Ale ten drugi, no klęska po prostu. Nic mi się algebraicznie nie kojarzyło, niestety . Nie pasowało nic wzruszającego i prorodzinnego ... Przekartkowałam stosy książek. Na nic. Zabazgrałam kilka kartek różnymi pomysłami i nic. Żadne skojarzenia do inicjałów, boru, rubli, dworu, sprzątanych statków, raków i cietrzewi, nie mówiąc już o bohaterce konkursu – czajce. Im mniej wiedziałam, tym bardziej mnie to złościło i nie dawało spokoju…

W południe zajrzała na chwilkę moja sąsiadka, bardzo miła starsza pani.

- Co ty tak znowu w tych papierzyskach siedzisz?
- Eee tam, mam taki fragment książki i usiłuję ustalić, z czego to.
- Przeczytaj mi, bo nie mam okularów….

Bez przekonania, ale grzecznie, bo mi mama całe lata do głowy wbijała, że się trzeba starszych słuchać, zaczęłam klepać z pamięci nieszczęsny fragment, zerkając tylko czasami na wydruk, bowiem po tak dogłębnej, acz nieefektywnej analizie pamiętałam go już doskonale.

- NO, CO TY????!!! Tyle masz tych książek, a TEGO nie znasz?
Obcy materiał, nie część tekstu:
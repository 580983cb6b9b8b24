use std::sync::Arc;

use color_eyre::eyre;

use scout_config::Config;
use scout_service::{OutboxDispatcher, Providers, ScoutService, SearchWorker};
use scout_storage::{
	HistoryStore, JobStore,
	db::Db,
	memory::{MemoryHistoryStore, MemoryJobStore},
	postgres::{PgHistoryStore, PgJobStore},
};

#[derive(Clone)]
pub struct AppState {
	pub service: Arc<ScoutService>,
}
impl AppState {
	/// Wires the configured backend and dispatch mode to the HTTP providers.
	pub async fn new(config: Config) -> color_eyre::Result<Self> {
		let service = match config.storage.backend.as_str() {
			"postgres" => build_postgres(config).await?,
			_ => {
				let jobs: Arc<dyn JobStore> = Arc::new(MemoryJobStore::new());
				let history: Arc<dyn HistoryStore> =
					Arc::new(MemoryHistoryStore::new(config.history.max_entries as usize));

				ScoutService::with_spawn_dispatch(config, Providers::default(), jobs, history)
			},
		};

		Ok(Self::from_service(service))
	}

	pub fn from_service(service: ScoutService) -> Self {
		Self { service: Arc::new(service) }
	}
}

async fn build_postgres(config: Config) -> color_eyre::Result<ScoutService> {
	let postgres = config
		.storage
		.postgres
		.as_ref()
		.ok_or_else(|| eyre::eyre!("storage.postgres is required for the postgres backend."))?;
	let db = Db::connect(postgres).await?;

	db.ensure_schema().await?;

	let jobs: Arc<dyn JobStore> = Arc::new(PgJobStore::new(db.clone()));
	let history: Arc<dyn HistoryStore> =
		Arc::new(PgHistoryStore::new(db.clone(), config.history.max_entries));

	if config.jobs.dispatch != "outbox" {
		return Ok(ScoutService::with_spawn_dispatch(config, Providers::default(), jobs, history));
	}

	// The API never runs outbox jobs itself. The worker here only serves synchronous searches.
	let worker = Arc::new(SearchWorker::new(
		config.clone(),
		Providers::default(),
		Arc::clone(&jobs),
		Arc::clone(&history),
	));
	let dispatcher = Arc::new(OutboxDispatcher::new(db));

	Ok(ScoutService::new(config, jobs, history, worker, dispatcher))
}
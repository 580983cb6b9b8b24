#[derive(Debug, thiserror::Error)]
pub enum Error {
	#[error(transparent)]
	Sqlx(#[from] sqlx::Error),
	#[error(transparent)]
	SerdeJson(#[from] serde_json::Error),
	#[error("Invalid argument: {0}")]
	InvalidArgument(String),
	#[error("Not found: {0}")]
	NotFound(String),
	#[error("Conflict: {0}")]
	Conflict(String),
	#[error("Corrupt record: {0}")]
	Corrupt(String),
}
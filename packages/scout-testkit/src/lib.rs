//! Scratch Postgres databases carrying the search schema, for `#[ignore]`d integration tests.
//!
//! Each [`TestDatabase`] lives on the server named by `SCOUT_PG_DSN` under a random name and is
//! removed by [`TestDatabase::cleanup`]. A test that panics before cleanup leaves its database
//! behind; the `scout_test_` prefix makes such leftovers easy to sweep.

mod error;

pub use error::{Error, Result};

use std::{env, str::FromStr};

use sqlx::{
	ConnectOptions, Connection, Executor,
	postgres::{PgConnectOptions, PgConnection},
};
use uuid::Uuid;

use scout_config::Postgres;
use scout_storage::db::Db;

pub const DSN_VAR: &str = "SCOUT_PG_DSN";

const DATABASE_PREFIX: &str = "scout_test_";
const POOL_MAX_CONNS: u32 = 4;

pub fn env_dsn() -> Option<String> {
	env::var(DSN_VAR).ok().filter(|dsn| !dsn.trim().is_empty())
}

pub struct TestDatabase {
	name: String,
	admin: PgConnectOptions,
	postgres: Postgres,
	db: Db,
}
impl TestDatabase {
	/// Creates a scratch database from `SCOUT_PG_DSN`, or returns `None` when it is unset.
	pub async fn from_env() -> Result<Option<Self>> {
		match env_dsn() {
			Some(dsn) => Ok(Some(Self::create(&dsn).await?)),
			None => Ok(None),
		}
	}

	/// Creates a scratch database next to `base_dsn` and bootstraps the search schema in it.
	pub async fn create(base_dsn: &str) -> Result<Self> {
		let base = PgConnectOptions::from_str(base_dsn).map_err(Error::InvalidDsn)?;
		let (admin, mut conn) = admin_connection(&base).await?;
		let name = format!("{DATABASE_PREFIX}{}", Uuid::new_v4().simple());

		conn.execute(format!(r#"CREATE DATABASE "{name}""#).as_str()).await?;
		conn.close().await?;

		let dsn = base.database(&name).to_url_lossy().to_string();
		let postgres = Postgres { dsn, pool_max_conns: POOL_MAX_CONNS };
		let db = Db::connect(&postgres).await?;

		db.ensure_schema().await?;

		Ok(Self { name, admin, postgres, db })
	}

	/// Pool on the scratch database, schema already in place.
	pub fn db(&self) -> &Db {
		&self.db
	}

	/// Storage config pointing at the scratch database.
	pub fn postgres(&self) -> &Postgres {
		&self.postgres
	}

	pub fn name(&self) -> &str {
		&self.name
	}

	/// Closes the pool and drops the scratch database.
	pub async fn cleanup(self) -> Result<()> {
		self.db.pool.close().await;

		let mut conn = PgConnection::connect_with(&self.admin).await?;

		sqlx::query(
			"\
SELECT pg_terminate_backend(pid)
FROM pg_stat_activity
WHERE datname = $1 AND pid <> pg_backend_pid()",
		)
		.bind(&self.name)
		.execute(&mut conn)
		.await?;
		conn.execute(format!(r#"DROP DATABASE IF EXISTS "{}""#, self.name).as_str()).await?;
		conn.close().await?;

		Ok(())
	}
}

/// `CREATE DATABASE` needs a connection to some other database on the same server.
async fn admin_connection(base: &PgConnectOptions) -> Result<(PgConnectOptions, PgConnection)> {
	let postgres = base.clone().database("postgres");

	match PgConnection::connect_with(&postgres).await {
		Ok(conn) => Ok((postgres, conn)),
		Err(_) => {
			let template = base.clone().database("template1");
			let conn =
				PgConnection::connect_with(&template).await.map_err(Error::AdminUnavailable)?;

			Ok((template, conn))
		},
	}
}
To przecież jest… ! Zaraz sama zobaczysz!

Poszła, po chwili była z powrotem z książką w garści i satysfakcją na twarzy.

Tak oto, za sprawą konkursu z czajką w roli głównej, skompromitowałam się dożywotnio w oczach tej miłej pani, której cały księgozbiór bez trudu by się zmieścił w jednej, niezbyt dużej reklamówce…
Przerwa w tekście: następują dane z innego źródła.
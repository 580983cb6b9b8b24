use serde_json::Value;
use time::OffsetDateTime;
use uuid::Uuid;

use crate::{
	BoxFuture, Error, HistoryStore, JobStore, Result,
	db::Db,
	models::{JobStatus, JobUpdate, SearchHistoryEntry, SearchJob},
};

const JOB_COLUMNS: &str = "\
request_id,
	user_id,
	status,
	search_params,
	current_step,
	results,
	error,
	submitted_at,
	updated_at,
	completed_at,
	processing_time_ms";

#[derive(Debug, sqlx::FromRow)]
struct JobRow {
	request_id: Uuid,
	user_id: String,
	status: String,
	search_params: Value,
	current_step: Option<String>,
	results: Option<Value>,
	error: Option<String>,
	submitted_at: OffsetDateTime,
	updated_at: OffsetDateTime,
	completed_at: Option<OffsetDateTime>,
	processing_time_ms: Option<i64>,
}
impl TryFrom<JobRow> for SearchJob {
	type Error = Error;

	fn try_from(row: JobRow) -> Result<Self> {
		let status = JobStatus::parse(&row.status).ok_or_else(|| {
			Error::Corrupt(format!("Job {} has unknown status {:?}.", row.request_id, row.status))
		})?;
		let results = row.results.map(serde_json::from_value).transpose()?;

		Ok(Self {
			request_id: row.request_id,
			user_id: row.user_id,
			status,
			search_params: serde_json::from_value(row.search_params)?,
			current_step: row.current_step,
			results,
			error: row.error,
			submitted_at: row.submitted_at,
			updated_at: row.updated_at,
			completed_at: row.completed_at,
			processing_time_ms: row.processing_time_ms,
		})
	}
}

#[derive(Debug, sqlx::FromRow)]
struct HistoryRow {
	entry_id: Uuid,
	user_id: String,
	request_id: Option<Uuid>,
	search_params: Value,
	events: Value,
	raw_text: String,
	searched_at: OffsetDateTime,
}
impl TryFrom<HistoryRow> for SearchHistoryEntry {
	type Error = Error;

	fn try_from(row: HistoryRow) -> Result<Self> {
		Ok(Self {
			entry_id: row.entry_id,
			user_id: row.user_id,
			request_id: row.request_id,
			search_params: serde_json::from_value(row.search_params)?,
			events: serde_json::from_value(row.events)?,
			raw_text: row.raw_text,
			searched_at: row.searched_at,
		})
	}
}

pub struct PgJobStore {
	db: Db,
}
impl PgJobStore {
	pub fn new(db: Db) -> Self {
		Self { db }
	}

	async fn insert(&self, job: &SearchJob) -> Result<()> {
		let results = job.results.as_ref().map(serde_json::to_value).transpose()?;
		let inserted = sqlx::query(
			"\
INSERT INTO search_jobs (
	request_id,
	user_id,
	status,
	search_params,
	current_step,
	results,
	error,
	submitted_at,
	updated_at,
	completed_at,
	processing_time_ms
)
VALUES ($1, $2, $3, $4, $5, $6, $7, $8, $9, $10, $11)
ON CONFLICT (request_id) DO NOTHING",
		)
		.bind(job.request_id)
		.bind(job.user_id.as_str())
		.bind(job.status.as_str())
		.bind(serde_json::to_value(&job.search_params)?)
		.bind(job.current_step.as_deref())
		.bind(results)
		.bind(job.error.as_deref())
		.bind(job.submitted_at)
		.bind(job.updated_at)
		.bind(job.completed_at)
		.bind(job.processing_time_ms)
		.execute(&self.db.pool)
		.await?;

		if inserted.rows_affected() == 0 {
			return Err(Error::Conflict(format!("Job {} already exists.", job.request_id)));
		}

		Ok(())
	}

	async fn fetch(&self, request_id: Uuid) -> Result<Option<SearchJob>> {
		let sql = format!("SELECT {JOB_COLUMNS} FROM search_jobs WHERE request_id = $1");
		let row: Option<JobRow> =
			sqlx::query_as(&sql).bind(request_id).fetch_optional(&self.db.pool).await?;

		row.map(SearchJob::try_from).transpose()
	}

	async fn merge(&self, request_id: Uuid, update: JobUpdate) -> Result<SearchJob> {
		let mut tx = self.db.pool.begin().await?;
		let sql = format!("SELECT {JOB_COLUMNS} FROM search_jobs WHERE request_id = $1 FOR UPDATE");
		let row: Option<JobRow> =
			sqlx::query_as(&sql).bind(request_id).fetch_optional(&mut *tx).await?;
		let mut job = match row {
			Some(row) => SearchJob::try_from(row)?,
			None => return Err(Error::NotFound(format!("Job {request_id} does not exist."))),
		};

		job.apply(update, OffsetDateTime::now_utc())?;

		let results = job.results.as_ref().map(serde_json::to_value).transpose()?;

		sqlx::query(
			"\
UPDATE search_jobs
SET
	status = $2,
	current_step = $3,
	results = $4,
	error = $5,
	updated_at = $6,
	completed_at = $7,
	processing_time_ms = $8
WHERE request_id = $1",
		)
		.bind(job.request_id)
		.bind(job.status.as_str())
		.bind(job.current_step.as_deref())
		.bind(results)
		.bind(job.error.as_deref())
		.bind(job.updated_at)
		.bind(job.completed_at)
		.bind(job.processing_time_ms)
		.execute(&mut *tx)
		.await?;

		tx.commit().await?;

		Ok(job)
	}
}
impl JobStore for PgJobStore {
	fn create<'a>(&'a self, job: &'a SearchJob) -> BoxFuture<'a, Result<()>> {
		Box::pin(self.insert(job))
	}

	fn get<'a>(&'a self, request_id: Uuid) -> BoxFuture<'a, Result<Option<SearchJob>>> {
		Box::pin(self.fetch(request_id))
	}

	fn update<'a>(
		&'a self,
		request_id: Uuid,
		update: JobUpdate,
	) -> BoxFuture<'a, Result<SearchJob>> {
		Box::pin(self.merge(request_id, update))
	}
}

pub struct PgHistoryStore {
	db: Db,
	max_entries: i64,
}
impl PgHistoryStore {
	pub fn new(db: Db, max_entries: u32) -> Self {
		Self { db, max_entries: i64::from(max_entries.max(1)) }
	}

	async fn insert(&self, entry: &SearchHistoryEntry) -> Result<()> {
		let mut tx = self.db.pool.begin().await?;

		sqlx::query(
			"\
INSERT INTO search_history (
	entry_id,
	user_id,
	request_id,
	search_params,
	events,
	raw_text,
	searched_at
)
VALUES ($1, $2, $3, $4, $5, $6, $7)",
		)
		.bind(entry.entry_id)
		.bind(entry.user_id.as_str())
		.bind(entry.request_id)
		.bind(serde_json::to_value(&entry.search_params)?)
		.bind(serde_json::to_value(&entry.events)?)
		.bind(entry.raw_text.as_str())
		.bind(entry.searched_at)
		.execute(&mut *tx)
		.await?;
		sqlx::query(
			"\
DELETE FROM search_history
WHERE user_id = $1
	AND entry_id NOT IN (
		SELECT entry_id
		FROM search_history
		WHERE user_id = $1
		ORDER BY searched_at DESC
		LIMIT $2
	)",
		)
		.bind(entry.user_id.as_str())
		.bind(self.max_entries)
		.execute(&mut *tx)
		.await?;

		tx.commit().await?;

		Ok(())
	}

	async fn fetch(&self, user_id: &str, limit: usize) -> Result<Vec<SearchHistoryEntry>> {
		let limit = i64::try_from(limit).unwrap_or(i64::MAX);
		let rows: Vec<HistoryRow> = sqlx::query_as(
			"\
SELECT
	entry_id,
	user_id,
	request_id,
	search_params,
	events,
	raw_text,
	searched_at
FROM search_history
WHERE user_id = $1
ORDER BY searched_at DESC
LIMIT $2",
		)
		.bind(user_id)
		.bind(limit)
		.fetch_all(&self.db.pool)
		.await?;

		rows.into_iter().map(SearchHistoryEntry::try_from).collect()
	}
}
impl HistoryStore for PgHistoryStore {
	fn append<'a>(&'a self, entry: &'a SearchHistoryEntry) -> BoxFuture<'a, Result<()>> {
		Box::pin(self.insert(entry))
	}

	fn list<'a>(
		&'a self,
		user_id: &'a str,
		limit: usize,
	) -> BoxFuture<'a, Result<Vec<SearchHistoryEntry>>> {
		Box::pin(self.fetch(user_id, limit))
	}
}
Żeby się choć troszkę zrehabilitować, przeczytałam „Macierz” Rodziewiczówny jeszcze w tamtą niedzielę.

Niestety, nawet nie dlatego, że będzie mi się już zawsze kojarzyła z niezbyt budującym spojrzeniem, jakie posłała mi moja sąsiadka, nie mogłam ocenić książki na więcej niż 3,5.
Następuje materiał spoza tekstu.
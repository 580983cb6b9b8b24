use sqlx::{PgPool, postgres::PgPoolOptions};

use crate::{Result, schema};

const SCHEMA_LOCK_ID: i64 = 7_120_311;

#[derive(Clone, Debug)]
pub struct Db {
	pub pool: PgPool,
}
impl Db {
	pub async fn connect(cfg: &scout_config::Postgres) -> Result<Self> {
		let pool =
			PgPoolOptions::new().max_connections(cfg.pool_max_conns).connect(&cfg.dsn).await?;

		Ok(Self { pool })
	}

	pub async fn ensure_schema(&self) -> Result<()> {
		let sql = schema::render_schema();
		// Advisory locks are held per connection. A transaction keeps the lock on one connection
		// and releases it on commit.
		let mut tx = self.pool.begin().await?;

		sqlx::query("SELECT pg_advisory_xact_lock($1)")
			.bind(SCHEMA_LOCK_ID)
			.execute(&mut *tx)
			.await?;

		for statement in sql.split(';') {
			let trimmed = statement.trim();

			if trimmed.is_empty() {
				continue;
			}

			sqlx::query(trimmed).execute(&mut *tx).await?;
		}

		tx.commit().await?;

		tracing::debug!("Search schema is up to date.");

		Ok(())
	}
}
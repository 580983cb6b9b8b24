use time::{Duration, OffsetDateTime};
use uuid::Uuid;

use crate::{Result, ScoutService};
use scout_domain::{SearchParams, params::normalize_user_id, time_serde};
use scout_storage::models::{JobPayload, JobStatus, SearchJob};

pub const DISPATCH_DELAYED_NOTE: &str = "Background processing may be delayed.";

#[derive(Debug, Clone, Default, serde::Serialize, serde::Deserialize)]
pub struct SubmitRequest {
	#[serde(default, alias = "searchParams")]
	pub search_params: SearchParams,
	#[serde(default, alias = "userId")]
	pub user_id: Option<String>,
}

#[derive(Debug, Clone, serde::Serialize, serde::Deserialize)]
pub struct SubmitResponse {
	pub request_id: Uuid,
	pub status: JobStatus,
	#[serde(with = "time_serde")]
	pub estimated_completion_time: OffsetDateTime,
	#[serde(default, skip_serializing_if = "Option::is_none")]
	pub message: Option<String>,
}

impl ScoutService {
	/// Records a new job and dispatches it without waiting.
	///
	/// Only a missing location is an error. Failing to record the job or to dispatch it is logged
	/// and the submission is still accepted.
	pub async fn submit(&self, req: SubmitRequest) -> Result<SubmitResponse> {
		let search_params = crate::validated_params(&req.search_params)?;
		let user_id = normalize_user_id(req.user_id.as_deref());
		let now = OffsetDateTime::now_utc();
		let job = SearchJob::submitted(Uuid::new_v4(), user_id.clone(), search_params.clone(), now);
		let request_id = job.request_id;

		if let Err(err) = self.jobs.create(&job).await {
			tracing::warn!(
				error = %err,
				%request_id,
				"Failed to record search job. Status will be unavailable."
			);
		}

		let payload = JobPayload { request_id, user_id, search_params };
		let message = match self.dispatcher.dispatch(payload).await {
			Ok(()) => None,
			Err(err) => {
				tracing::warn!(error = %err, %request_id, "Failed to dispatch search job.");

				Some(DISPATCH_DELAYED_NOTE.to_string())
			},
		};
		let estimate = i64::try_from(self.cfg.jobs.estimated_completion_secs).unwrap_or(i64::MAX);

		tracing::info!(%request_id, "Search job submitted.");

		Ok(SubmitResponse {
			request_id,
			status: JobStatus::Submitted,
			estimated_completion_time: now.saturating_add(Duration::seconds(estimate)),
			message,
		})
	}
}
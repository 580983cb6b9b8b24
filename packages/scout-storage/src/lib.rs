pub mod db;
pub mod memory;
pub mod models;
pub mod outbox;
pub mod postgres;
pub mod schema;

mod error;

pub use error::Error;

use std::{future::Future, pin::Pin};

use uuid::Uuid;

use crate::models::{JobUpdate, SearchHistoryEntry, SearchJob};

pub type Result<T, E = Error> = std::result::Result<T, E>;

pub type BoxFuture<'a, T> = Pin<Box<dyn Future<Output = T> + Send + 'a>>;

/// Durable record of search jobs keyed by request id.
///
/// `update` merges a [`JobUpdate`] through [`SearchJob::apply`], so every backend enforces the
/// same transition rules. Readers observe either the state before or after an update, never a
/// mix of both.
pub trait JobStore
where
	Self: Send + Sync,
{
	fn create<'a>(&'a self, job: &'a SearchJob) -> BoxFuture<'a, Result<()>>;

	fn get<'a>(&'a self, request_id: Uuid) -> BoxFuture<'a, Result<Option<SearchJob>>>;

	fn update<'a>(&'a self, request_id: Uuid, update: JobUpdate)
	-> BoxFuture<'a, Result<SearchJob>>;
}

/// Append-only per-user search history.
pub trait HistoryStore
where
	Self: Send + Sync,
{
	fn append<'a>(&'a self, entry: &'a SearchHistoryEntry) -> BoxFuture<'a, Result<()>>;

	/// Newest entries first.
	fn list<'a>(
		&'a self,
		user_id: &'a str,
		limit: usize,
	) -> BoxFuture<'a, Result<Vec<SearchHistoryEntry>>>;
}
(c)Wszystkie prawa zastrzeżone. Kopiowanie bez zgody autora zabronione.

Wyświetleń: 2291
Dodaj komentarz
Przeczytaj komentarze
ilość komentarzy: 4
Użytkownik: gandalf 15.10.2009 22:42 napisał(a):
Odpowiedź na: Z zakończonym we wtorek k... | paren
Ach, z "Macierzą", to ja też miałem problem. Wiedziałem, że autorką fragmentu jest Rodziewiczówna, ale o jaką jej książkę chodziło? Całkowita enigma. Ponieważ była to ostatnia rzecz, której nie wiedziałem w konkursie, zirytowałem się i poszedłem do biblioteki, sądząc, że poprzeglądam książki autorki i na pewno szybko znajdę właściwą. Przekartkowałem więc w poszukiwaniu pana Sz. i pani P. wszystkie utwory Rodziewiczówny jakie tam znalazłem. Było ich dobrze ponad 20. I nic.
Następnego dnia poszedłem do innej biblioteki, gdzie było kilkanaście książek autorki, do których jeszcze nie zajrzałem. Wreszcie, po przejrzeniu coś koło 30 książek i kilku godzinach szperania, znalazłem "Macierz". Ale nie przeczytałem. I nie przeczytam, bo chyba do końca życia mam już dość tej autorki.
Użytkownik: Cirilla 16.10.2009 00:39 napisał(a):
Odpowiedź na: Ach, z "Macierzą", to ja ... | gandalf
Przeczytaj! Warto. Książkę, swojego czasu, podsunęła mi mama jako antidotum na problemy pierwszej sesji egzaminacyjnej. Były to czasy, kiedy, jako humanistka z bożej łaski i ocen przez całe szkolne życie, zmagałam się z egzaminem z algebry: oporem matematycznej materii i samą sobą... Mama widząc moją rozpacz powiedziała: przeczytaj coś pozytywnego; coś, co podniesie cię na duchu - i dała mi do ręki "Macierz". Całkiem mnie to zdołowało bo między innymi właśnie walczyłam z macierzami i nawet przez chwilę podejrzewałam złośliwość tudzież ironię z jej strony. No, ale fakt faktem - po przeczytaniu tej książki inaczej popatrzyłam na świat. Sesja poszła do przodu (być może jako skutek również innej literackiej inspiracji):)
Użytkownik: janmamut 16.10.2009 01:42 napisał(a):
Odpowiedź na: Przeczytaj! Warto. Książk... | Cirilla
Mama jest wszak najodpowiedniejszą osobą do dawania książki "Macierz". :-)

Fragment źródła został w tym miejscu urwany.